Zum Vergleich: Der Etat beträgt, gezwungenermaßen heuer um 50.000 gekürzt, 260.000 Mark. Woher nehmen? Der Veranstalter Thiel ist der Meinung, daß großer Sport imagebildend sei, doch die Stadt hat nach einer kurzen spendablen Phase der Olympia-Euphorie wenig zu bieten und hält sich mittlerweile bis auf kleinere Fehlbedarfsfinanzierungen (vulgo: Ausfallbürgschaften) zurück. Im französischen Lievin hat man neulich mit fünffachem Etat einen Christie-Sprintweltrekord realisiert. Da, sagt Thiel, sähen ehrgeiziger Magistrat und regionale Wirtschaft den Sport als fabulösen Imageträger. Hier bekunden die durchaus ambivalent rezipierten städtischen Werber „Touristik GmbH“ und „Berlin Partner“ „Interesse“ (Thiel), nicht mehr. Bleiben die Sponsoren. Doch die sind auch nicht glücklich, weil sich der DLV seit Januar nicht mehr öffentlich-rechtlich, sondern an das Deutsche Sportfernsehen (DSF) verkauft hat. Die Meetings qua Verbandssatzung gleich mit. Nun will das DSF zwar satte drei Stunden auf Sendung gehen, doch, sagen die Sponsoren und winken ab, wer guckt hin? In Berlin eh keiner, wo das DSF aus dem Kabel geklagt wurde. Was der regionalen Wirtschaft etwaige Spendierhosen schließt.
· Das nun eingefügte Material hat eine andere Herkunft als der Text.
//! In-memory TDMS segment builder for unit tests.

use super::types::{DataType, PropertyValue};
use super::{PROP_NAME, PROP_UNIT, PROP_WF_INCREMENT, PROP_WF_SAMPLES, PROP_WF_START_OFFSET, PROP_WF_START_TIME};
use chrono::{DateTime, TimeZone, Utc};

const LABVIEW_EPOCH_OFFSET: i64 = 2_082_844_800;

pub(crate) fn start_time() -> DateTime<Utc> {
    Utc.with_ymd_and_hms(2020, 7, 8, 2, 3, 4).unwrap()
}

enum RawData {
    None,
    New { data_type: DataType, count: u64, bytes: Vec<u8> },
    SameIndex { count: u64, bytes: Vec<u8> },
}

struct TestObject {
    path: String,
    raw: RawData,
    properties: Vec<(String, PropertyValue)>,
}

pub(crate) struct SegmentBuilder {
    objects: Vec<TestObject>,
    new_object_list: bool,
    interleaved: bool,
}

impl SegmentBuilder {
    pub(crate) fn new() -> Self {
        Self {
            objects: Vec::new(),
            new_object_list: true,
            interleaved: false,
        }
    }

    /// A segment that extends the previous segment's object list.
    pub(crate) fn continuation() -> Self {
        Self {
            new_object_list: false,
            ..Self::new()
        }
    }

    /// A segment holding only little-endian f64 raw data.
    pub(crate) fn raw_only(values: &[f64]) -> Vec<u8> {
        let raw: Vec<u8> = values.iter().flat_map(|v| v.to_le_bytes()).collect();
        lead_in(1 << 3, 0, raw.len() as u64)
            .into_iter()
            .chain(raw)
            .collect()
    }

    pub(crate) fn object(mut self, path: &str, properties: &[(&str, PropertyValue)]) -> Self {
        self.objects.push(TestObject {
            path: path.to_string(),
            raw: RawData::None,
            properties: own(properties),
        });
        self
    }

    pub(crate) fn channel_f64(
        mut self,
        path: &str,
        values: &[f64],
        properties: &[(&str, PropertyValue)],
    ) -> Self {
        self.objects.push(TestObject {
            path: path.to_string(),
            raw: RawData::New {
                data_type: DataType::DoubleFloat,
                count: values.len() as u64,
                bytes: values.iter().flat_map(|v| v.to_le_bytes()).collect(),
            },
            properties: own(properties),
        });
        self
    }

    pub(crate) fn channel_i32(
        mut self,
        path: &str,
        values: &[i32],
        properties: &[(&str, PropertyValue)],
    ) -> Self {
        self.objects.push(TestObject {
            path: path.to_string(),
            raw: RawData::New {
                data_type: DataType::I32,
                count: values.len() as u64,
                bytes: values.iter().flat_map(|v| v.to_le_bytes()).collect(),
            },
            properties: own(properties),
        });
        self
    }

    pub(crate) fn channel_f64_same_index(mut self, path: &str, values: &[f64]) -> Self {
        self.objects.push(TestObject {
            path: path.to_string(),
            raw: RawData::SameIndex {
                count: values.len() as u64,
                bytes: values.iter().flat_map(|v| v.to_le_bytes()).collect(),
            },
            properties: Vec::new(),
        });
        self
    }

    pub(crate) fn interleaved(mut self) -> Self {
        self.interleaved = true;
        self
    }

    pub(crate) fn build(self) -> Vec<u8> {
        let mut meta = Vec::new();
        put_u32(&mut meta, self.objects.len() as u32);

        for object in &self.objects {
            put_string(&mut meta, &object.path);
            match &object.raw {
                RawData::None => put_u32(&mut meta, 0xFFFF_FFFF),
                RawData::SameIndex { .. } => put_u32(&mut meta, 0),
                RawData::New {
                    data_type, count, ..
                } => {
                    put_u32(&mut meta, 20);
                    put_u32(&mut meta, data_type.code());
                    put_u32(&mut meta, 1);
                    put_u64(&mut meta, *count);
                }
            }

            put_u32(&mut meta, object.properties.len() as u32);
            for (name, value) in &object.properties {
                put_string(&mut meta, name);
                put_property(&mut meta, value);
            }
        }

        let channels: Vec<(u64, &[u8])> = self
            .objects
            .iter()
            .filter_map(|o| match &o.raw {
                RawData::None => None,
                RawData::New { count, bytes, .. } | RawData::SameIndex { count, bytes } => {
                    Some((*count, bytes.as_slice()))
                }
            })
            .collect();

        let mut raw = Vec::new();
        if self.interleaved {
            let count = channels.first().map(|(c, _)| *c).unwrap_or(0) as usize;
            for i in 0..count {
                for (n, bytes) in &channels {
                    let size = bytes.len() / *n as usize;
                    raw.extend_from_slice(&bytes[i * size..(i + 1) * size]);
                }
            }
        } else {
            for (_, bytes) in &channels {
                raw.extend_from_slice(bytes);
            }
        }

        let mut toc = 1 << 1;
        if !channels.is_empty() {
            toc |= 1 << 3;
        }
        if self.new_object_list {
            toc |= 1 << 2;
        }
        if self.interleaved {
            toc |= 1 << 5;
        }

        let mut segment = lead_in(toc, meta.len() as u64, raw.len() as u64);
        segment.extend(meta);
        segment.extend(raw);
        segment
    }
}

/// Root `name` = dev2_1, group `Untitled`, a waveform channel `ch0`
/// (0, 1, 2, ... in volts) and a plain channel `ch1` (0, -1, -2, ... in amps).
pub(crate) fn waveform_recording(samples: usize, increment: f64) -> Vec<u8> {
    let ch0: Vec<f64> = (0..samples).map(|i| i as f64).collect();
    let ch1: Vec<f64> = (0..samples).map(|i| -(i as f64)).collect();

    SegmentBuilder::new()
        .object("/", &[(PROP_NAME, PropertyValue::String("dev2_1".into()))])
        .object("/'Untitled'", &[])
        .channel_f64(
            "/'Untitled'/'ch0'",
            &ch0,
            &[
                (PROP_UNIT, PropertyValue::String("V".into())),
                (PROP_WF_SAMPLES, PropertyValue::UInt(samples as u64)),
                (PROP_WF_START_TIME, PropertyValue::Timestamp(start_time())),
                (PROP_WF_START_OFFSET, PropertyValue::Float(0.0)),
                (PROP_WF_INCREMENT, PropertyValue::Float(increment)),
            ],
        )
        .channel_f64(
            "/'Untitled'/'ch1'",
            &ch1,
            &[(PROP_UNIT, PropertyValue::String("A".into()))],
        )
        .build()
}

fn own(properties: &[(&str, PropertyValue)]) -> Vec<(String, PropertyValue)> {
    properties
        .iter()
        .map(|(k, v)| (k.to_string(), v.clone()))
        .collect()
}

fn lead_in(toc: u32, meta_len: u64, raw_len: u64) -> Vec<u8> {
    let mut out = b"TDSm".to_vec();
    put_u32(&mut out, toc);
    put_u32(&mut out, 4713);
    put_u64(&mut out, meta_len + raw_len);
    put_u64(&mut out, meta_len);
    out
}

fn put_u32(out: &mut Vec<u8>, value: u32) {
    out.extend_from_slice(&value.to_le_bytes());
}

fn put_u64(out: &mut Vec<u8>, value: u64) {
    out.extend_from_slice(&value.to_le_bytes());
}

fn put_string(out: &mut Vec<u8>, value: &str) {
    put_u32(out, value.len() as u32);
    out.extend_from_slice(value.as_bytes());
}

fn put_property(out: &mut Vec<u8>, value: &PropertyValue) {
    match value {
        PropertyValue::Int(v) => {
            put_u32(out, DataType::I64.code());
            out.extend_from_slice(&v.to_le_bytes());
        }
        PropertyValue::UInt(v) => {
            put_u32(out, DataType::U64.code());
            put_u64(out, *v);
        }
        PropertyValue::Float(v) => {
            put_u32(out, DataType::DoubleFloat.code());
            out.extend_from_slice(&v.to_le_bytes());
        }
        PropertyValue::Boolean(v) => {
            put_u32(out, DataType::Boolean.code());
            out.push(*v as u8);
        }
        PropertyValue::String(s) => {
            put_u32(out, DataType::String.code());
            put_string(out, s);
        }
        PropertyValue::Timestamp(t) => {
            put_u32(out, DataType::TimeStamp.code());
            let fractions = ((t.timestamp_subsec_nanos() as u128) << 64) / 1_000_000_000;
            put_u64(out, fractions as u64);
            out.extend_from_slice(&(t.timestamp() + LABVIEW_EPOCH_OFFSET).to_le_bytes());
        }
    }
}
Weil nun das DSF auch am Samstagabend etwas zum Übertragen braucht, hat man das Sindelfinger Meeting um einen Tag vorverlegt. Zwanzig Stunden, sagt aber Heike Henkel, sind zu kurz, um vom Berliner Schwingboden auf Beton umzustellen. Womit die Branchenerste nun dort, die just eingebürgerte Herausforderin Alina Astafei hier springt, beide womöglich hoch, doch ohne jene Wettbewerbsspannung, von der die Sportart abseits von Rekorden lebt. Immerhin hat der Teilzeit-Berliner Sergej Bubka guten Willen gezeigt, finanzielle Abstriche gemacht und wird also stabhochspringen. Doch der ist auch ein Freund von Thiel. Freunde braucht man mittlerweile in der rezessionsgeplagten Branche.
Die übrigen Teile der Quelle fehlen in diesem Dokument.